For more information HTTP request timeouts in JavaScript
回答2:
I resorted to
async function fetchJSON(url: string, data: any = {}, method: string = "POST"): Promise<any> {
const start = new Date().getSeconds();
while (new Date().getSeconds() - start < 10) {
try {
const res = await fetch(url, {
method,
headers: {
"Content-Type": "application/json; charset=utf-8"
},
body: JSON.stringify(data)
});
try {
return await res.json();
} catch (e) {
if (res.status < 400) {
return res.status;
} else {
throw e;
}
}
} catch (e) {
await new Promise((resolve) => {
setTimeout(resolve, 1000);
})
}
}
}
that is, the timeout is 10 seconds.
回答3:
To make the timeout "infinite" I use this:
fetch (serverUrl)
.then
( resp => resp.json()
)
.then
( json => $cback (json)
)
.catch
( e => $cback (e)
);
The '$cback' is an in-scope visible callback-function which detects if it's 1st argument is an instanceof Error. If so it will make a new call to fetch(). If it does NOT detect it is an error it uses the response for whatever it was intended, and then makes a new call to fetch.

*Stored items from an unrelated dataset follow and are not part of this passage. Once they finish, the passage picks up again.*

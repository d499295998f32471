//! Sub-document engine.
//!
//! Path-addressed reads and mutations over a JSON document body or its
//! extended attributes.
//!
//! ```text
//!   path text ──► Path ──► Match (walk from root) ──► Executor ──► SubdocResult
//!                                                        │
//!                                   operand fragment ────┘
//! ```
//!
//! # Modules
//!
//! - [`path`] - Path expression parsing
//! - [`matcher`] - Walking a path through a document
//! - [`operation`] - Operation kinds and request flags
//! - [`executor`] - Applying one operation

pub mod executor;
pub mod matcher;
pub mod operation;
pub mod path;

pub use executor::{execute, SubdocResult};
pub use operation::Operation;
pub use path::{Component, Path};

use thiserror::Error;

use crate::core::error::ErrorCode;

/// Failure evaluating a sub-document operation.
#[derive(Debug, Clone, Copy, PartialEq, Eq, Error)]
pub enum SubdocError {
    #[error("path not found")]
    PathNotFound,
    #[error("path already exists")]
    PathExists,
    #[error("path does not match document structure")]
    PathMismatch,
    #[error("malformed path")]
    PathInvalid,
    #[error("path too deep")]
    PathTooBig,
    #[error("document is not JSON")]
    DocNotJson,
    #[error("existing number out of range")]
    NumberTooBig,
    #[error("bad or out of range delta")]
    DeltaRange,
    #[error("value cannot be inserted")]
    CannotInsert,
}

impl SubdocError {
    pub fn code(self) -> ErrorCode {
        match self {
            Self::PathNotFound => ErrorCode::SubdocPathEnoent,
            Self::PathExists => ErrorCode::SubdocPathEexists,
            Self::PathMismatch => ErrorCode::SubdocPathMismatch,
            Self::PathInvalid => ErrorCode::SubdocPathEinval,
            Self::PathTooBig => ErrorCode::SubdocPathE2big,
            Self::DocNotJson => ErrorCode::SubdocDocNotJson,
            Self::NumberTooBig => ErrorCode::SubdocNumErange,
            Self::DeltaRange => ErrorCode::SubdocDeltaErange,
            Self::CannotInsert => ErrorCode::SubdocValueCantinsert,
        }
    }
}

impl From<SubdocError> for ErrorCode {
    fn from(err: SubdocError) -> Self {
        err.code()
    }
}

This seems to work great on FireFox. The fetch does not timeout which is what I want. Unfortunately on Chrome fetch() ALWAYS times out in about 2 minutes That causes the catch-clause to fire, in other words the timeout is seen as an error. But I catch it.
The real problem for me on Chrome is that even though I catch the error it still produces an error-entry in the log about the no-response-request. So if users leave their browser open before going to lunch they will see many error-messages in their browser-log (if they care to look) and I'm afraid the number of errors there will cause them to "freak out".